40. Oh, Adikku!

581 58 4
                                    

Surai hitam legam milik Sri Sudewi tampak terlihat begitu indah dengan hiasan beberapa bunga melati di hamparan surai itu. Seutas senyum penuh kebahagiaan tak pernah menghilang dari wajah Sri Sudewi, beberapa hari lagi, wanita itu merasa bahwa dirinya akan menjadi wanita yang paling berbahagia di seluruh tanah Nusantara.

"Putri, anda terlihat menganggumkan," ucap Ni Kadek Larasasti sembari memandang pantulan wajah bersahaja milik Sri Sudewi lewat cermin yang berada tepat di hadapan mereka.

"Dan sepertinya aku harus sangat berterimakasih padamu, Larasasti... karena kamu telah menyiapkan semua ini dengan begitu menganggumkan pula," ucap Sri Sudewi dengan senyum bahagia yang terpatri di wajahnya, senyum yang kemudian tergantikan dengan sebuah gelak tawa kecil ketika kedua netra hitam legam miliki Sang Putri Majapahit itu menemukan rona – rona merah di kedua pipi kuning langsat milik Larasasti.

"Anda... anda terlalu memuji saya, putri! Saya tak pantas mendapatkan pujian setinggi itu," ucap Ni Kadek Larasasti sembari melarikan pandangannya dari Sri Sudewi.

"Kamu pantas, Larasasti. Siapapun pantas mendapatkan pujian atas kerja kerasnya," terang Sri Sudewi seraya menyentuh lembut punggung tangan Ni Kadek Larasasti yang sedang bertengger di atas pundak sempitnya.

Deg. Deg. Deg.

Jantung Ni Kadek Larasasti bertalu – talu, sepanjang hidupnya, tak pernah sekalipun wanita Bali itu mendapatkan pujian yang begitu tulus dari seoranng bangsawan. Sungguh, bagi Ni Kadek Larasasti, bertemu dan melayani Sri Sudewi merupakan sebuah keberkahan yang akan selalu disyukurinya di sepanjang jalan hidupnya.

"Sekarang duduk lah, Larasasti. Biarkan aku juga menghiasi rambutmu!"

Deg!

"Putri! Saya tak pantas untuk ---

Belum sempat Ni Kadek Larasasti menyelesaikan kalimatnya, tangan Sri Sudewi telah terulur 'tuk menarik tangan Ni Kadek Larasasti dengan kekuatan lebih, hingga Wanita Bali itu sempat kehilangan keseimbangannya.

"Aku akan sangat marah jika kau tak mau mengikuti perintahku, Larasasti," ancam Sri Sudewi dengan wajahnya yang dibuat seserius mungkin, namun entah kenapa, ancaman tersebut tak terdengar seperti sebuah ancaman di kedua indra pendengaran Ni Kadek Larasasti.

"Putri," ucap Ni Kadek Larasasti dengan suaranya yang terdengar memelas, memohon agar Sang Putri Majapahit tak mengotori tangannya dengan memegang surai Ni Kadek Larasasti.

"Ni Kadek Larasasti," balas Sri Sudewi, namun dengan sedikit senyuman yang terpatri di wajahnya.

Ni Kadek Larasasti dan Sri Sudewi sempat saling bertukar pandangan selama beberapa detik, hingga akhirnya Ni Kadek Larasasti memutuskan untuk mengalah.

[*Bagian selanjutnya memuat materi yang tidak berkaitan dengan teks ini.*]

//! Waaaa headless runner
//!
//! Drives the core at the fixed tick rate, fed by the microphone (with the
//! `capture` feature) or by a synthetic tone on its own producer thread.

use std::path::PathBuf;
use std::sync::Arc;
use std::sync::atomic::{AtomicBool, Ordering};
use std::thread::{self, JoinHandle};
use std::time::{Duration, Instant};

use clap::Parser;

use waaaa::audio::{LogSink, RingWriter, ToneSource, ring};
use waaaa::consts::TICK_RATE;
use waaaa::level::{BuiltinLevels, LevelDir, LevelSource};
use waaaa::settings::ResponseCurve;
use waaaa::{Session, Settings};

/// Command line arguments
#[derive(Parser, Debug)]
#[command(name = "waaaa")]
#[command(about = "Audio-reactive spectrum terrain with a bouncing ball", long_about = None)]
struct Args {
    /// Settings JSON (defaults when absent)
    #[arg(long, value_name = "PATH")]
    settings: Option<PathBuf>,

    /// Directory with <name>.lvl files (built-in levels otherwise)
    #[arg(long, value_name = "DIR")]
    levels: Option<PathBuf>,

    /// Stop after this many ticks (runs until killed otherwise)
    #[arg(long, value_name = "N")]
    ticks: Option<u64>,

    /// Seed for the physics RNG
    #[arg(long, default_value_t = 1)]
    seed: u64,

    /// Use the music response curve instead of the microphone one
    #[arg(long)]
    music: bool,

    /// Feed a synthetic tone at this frequency instead of capturing
    #[arg(long, value_name = "HZ")]
    tone: Option<f32>,

    /// Print one JSON frame per tick to stdout
    #[arg(long)]
    dump: bool,
}

const DEFAULT_TONE_HZ: f32 = 440.0;

/// Whatever is feeding the ring; dropped at shutdown
enum Input {
    #[cfg(feature = "capture")]
    Live(waaaa::audio::capture::Capture),
    Tone(JoinHandle<()>),
}

fn main() {
    env_logger::init();
    let args = Args::parse();

    if let Err(e) = run(args) {
        log::error!("{}", e);
        std::process::exit(1);
    }
}

fn run(args: Args) -> waaaa::Result<()> {
    let settings = match &args.settings {
        Some(path) => Settings::load(path)?,
        None => Settings::default(),
    };
    let levels: Box<dyn LevelSource> = match &args.levels {
        Some(dir) => Box::new(LevelDir::new(dir)),
        None => Box::new(BuiltinLevels),
    };

    // One second of audio
    let (writer, reader) = ring::channel(settings.analyzer.sample_rate);
    let mut session = Session::new(settings.clone(), reader, levels, Box::new(LogSink), args.seed)?;
    if args.music {
        session.set_response(ResponseCurve::Music);
    }
    log::info!(
        "Response curve: {}",
        session.settings().analyzer.response.as_str()
    );

    let running = Arc::new(AtomicBool::new(true));
    let input = start_input(&args, writer, &settings, &running, &mut session);

    let tick_period = Duration::from_secs(1) / TICK_RATE;
    let mut next = Instant::now();
    let mut count = 0u64;

    while args.ticks.is_none_or(|limit| count < limit) {
        for event in session.tick() {
            log::debug!("{:?}", event);
        }

        if args.dump {
            match serde_json::to_string(&session.frame()) {
                Ok(line) => println!("{}", line),
                Err(e) => log::warn!("Failed to serialize frame: {}", e),
            }
        }
        count += 1;

        next += tick_period;
        let now = Instant::now();
        if next > now {
            thread::sleep(next - now);
        } else {
            // Fell behind, don't try to catch up
            next = now;
        }
    }

    running.store(false, Ordering::Relaxed);
    match input {
        #[cfg(feature = "capture")]
        Input::Live(capture) => drop(capture),
        Input::Tone(handle) => {
            if handle.join().is_err() {
                log::warn!("Tone thread panicked");
            }
        }
    }

    let scores = session.scores();
    log::info!(
        "Stopped after {} ticks in {} mode, score {}:{}",
        count,
        session.mode().as_str(),
        scores.left,
        scores.right
    );
    Ok(())
}

/// Pick and start the producer side
#[cfg(feature = "capture")]
fn start_input(
    args: &Args,
    writer: RingWriter,
    settings: &Settings,
    running: &Arc<AtomicBool>,
    session: &mut Session,
) -> Input {
    use waaaa::audio::capture::Capture;

    if let Some(freq) = args.tone {
        return Input::Tone(spawn_tone(writer, freq, settings.analyzer.sample_rate, running));
    }

    match Capture::start(writer.clone(), settings.analyzer.sample_rate as u32) {
        Ok(capture) => Input::Live(capture),
        Err(e) => {
            log::warn!("No live input ({}), running passive with a synthetic tone", e);
            session.set_input_available(false);
            Input::Tone(spawn_tone(
                writer,
                DEFAULT_TONE_HZ,
                settings.analyzer.sample_rate,
                running,
            ))
        }
    }
}

/// Pick and start the producer side
#[cfg(not(feature = "capture"))]
fn start_input(
    args: &Args,
    writer: RingWriter,
    settings: &Settings,
    running: &Arc<AtomicBool>,
    _session: &mut Session,
) -> Input {
    let freq = args.tone.unwrap_or(DEFAULT_TONE_HZ);
    Input::Tone(spawn_tone(writer, freq, settings.analyzer.sample_rate, running))
}

fn spawn_tone(
    writer: RingWriter,
    freq: f32,
    sample_rate: usize,
    running: &Arc<AtomicBool>,
) -> JoinHandle<()> {
    log::info!("Synthetic tone at {}Hz", freq);
    let running = Arc::clone(running);

    thread::spawn(move || {
        let mut tone = ToneSource::new(freq, sample_rate as u32).with_swell(8.0);
        let frames = sample_rate / TICK_RATE as usize;
        let period = Duration::from_secs(1) / TICK_RATE;

        while running.load(Ordering::Relaxed) {
            writer.push_fragment(&tone.next_fragment(frames), 2);
            thread::sleep(period);
        }
    })
}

Wanita Bali itu kemudian menghempaskan bokongnya tepat di atas lantai dingin yang berada di depan kursi Sri Sudewi.

"Jika sedari tadi kamu langsung menurutiku, kita tak akan berdebat sia – sia, Larasasti," ucap Sri Sudewi dengan senyuman puas.

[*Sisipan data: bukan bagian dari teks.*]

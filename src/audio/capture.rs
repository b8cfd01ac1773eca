//! Live microphone capture
//!
//! The cpal input callback is the producer: it converts whatever sample format
//! the device delivers to f32 and hands the interleaved fragment to the ring.
//! Both conversion buffers live in the callback, so steady state never allocates.

use cpal::traits::{DeviceTrait, HostTrait, StreamTrait};
use cpal::{FromSample, Sample, SampleFormat, SizedSample};

use super::ring::RingWriter;
use crate::error::{Error, Result};

/// A running input stream (kept alive while held)
pub struct Capture {
    _stream: cpal::Stream,
    pub device_name: String,
    pub sample_rate: u32,
    pub channels: u16,
}

impl Capture {
    /// Open the default input device and start feeding `writer`
    pub fn start(writer: RingWriter, expected_sample_rate: u32) -> Result<Self> {
        let host = cpal::default_host();
        let device = host.default_input_device().ok_or(Error::NoInputDevice)?;
        let device_name = device.name().unwrap_or_else(|_| "Unknown".to_string());

        let supported = device
            .default_input_config()
            .map_err(|e| Error::Stream(format!("Failed to get input config: {}", e)))?;
        let sample_format = supported.sample_format();
        let config: cpal::StreamConfig = supported.into();
        let sample_rate = config.sample_rate.0;
        let channels = config.channels;

        if sample_rate != expected_sample_rate {
            log::warn!(
                "Input runs at {}Hz, analysis assumes {}Hz; bar positions will shift",
                sample_rate,
                expected_sample_rate
            );
        }

        let stream = match sample_format {
            SampleFormat::F32 => build_stream::<f32>(&device, &config, writer)?,
            SampleFormat::I16 => build_stream::<i16>(&device, &config, writer)?,
            SampleFormat::U16 => build_stream::<u16>(&device, &config, writer)?,
            other => {
                return Err(Error::Stream(format!(
                    "Unsupported sample format {:?}",
                    other
                )));
            }
        };

        stream
            .play()
            .map_err(|e| Error::Stream(format!("Failed to start input stream: {}", e)))?;

        log::info!(
            "Capture: {} @ {}Hz, {} channel(s)",
            device_name,
            sample_rate,
            channels
        );

        Ok(Self {
            _stream: stream,
            device_name,
            sample_rate,
            channels,
        })
    }
}

fn build_stream<T>(
    device: &cpal::Device,
    config: &cpal::StreamConfig,
    writer: RingWriter,
) -> Result<cpal::Stream>
where
    T: SizedSample,
    f32: FromSample<T>,
{
    let channels = config.channels as usize;
    let mut converted: Vec<f32> = Vec::new();
    let mut mono: Vec<f32> = Vec::new();

    device
        .build_input_stream(
            config,
            move |data: &[T], _: &cpal::InputCallbackInfo| {
                converted.clear();
                converted.extend(data.iter().map(|&s| f32::from_sample(s)));
                writer.push_fragment_with(&converted, channels, &mut mono);
            },
            |err| log::warn!("Audio input error: {}", err),
            None,
        )
        .map_err(|e| Error::Stream(format!("Failed to build input stream: {}", e)))
}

"Sungguh, saya merasa tidak pantas, putri," ucap Ni Kadek Larasasti ketika wanita itu merasakan tangan – tangan lembut milik Sri Sudewi mulai menjelajahi surainya. Ia merasa takut jika surainya tersebut akan mengotori tangan indah Sang Putri, bahkan yang lebih parah, mungkin saja surainya itu akan menyebabkan tangan indah Sang Putri dipenuhi dengan rasa gatal!

"Kamu memiliki rambut yang halus, Larasasti," ucap Sri Sudewi tanpa menghiraukan kalimat yang sebelumnya diucapkan oleh Ni Kadek Larasasti.

Setelahhnya, keadaan menjadi senyap. Hanya terdapat suara dari sisir Sri Sudewi yang beradu dengan rambut halus milik Ni Kadek Larasasti. Dengan penuh perhatian, Sri Sudewi menyelipkan beberapa bunga melati yang tersisa di mejanya pada rambut halus milik Ni Kadek Larasasti.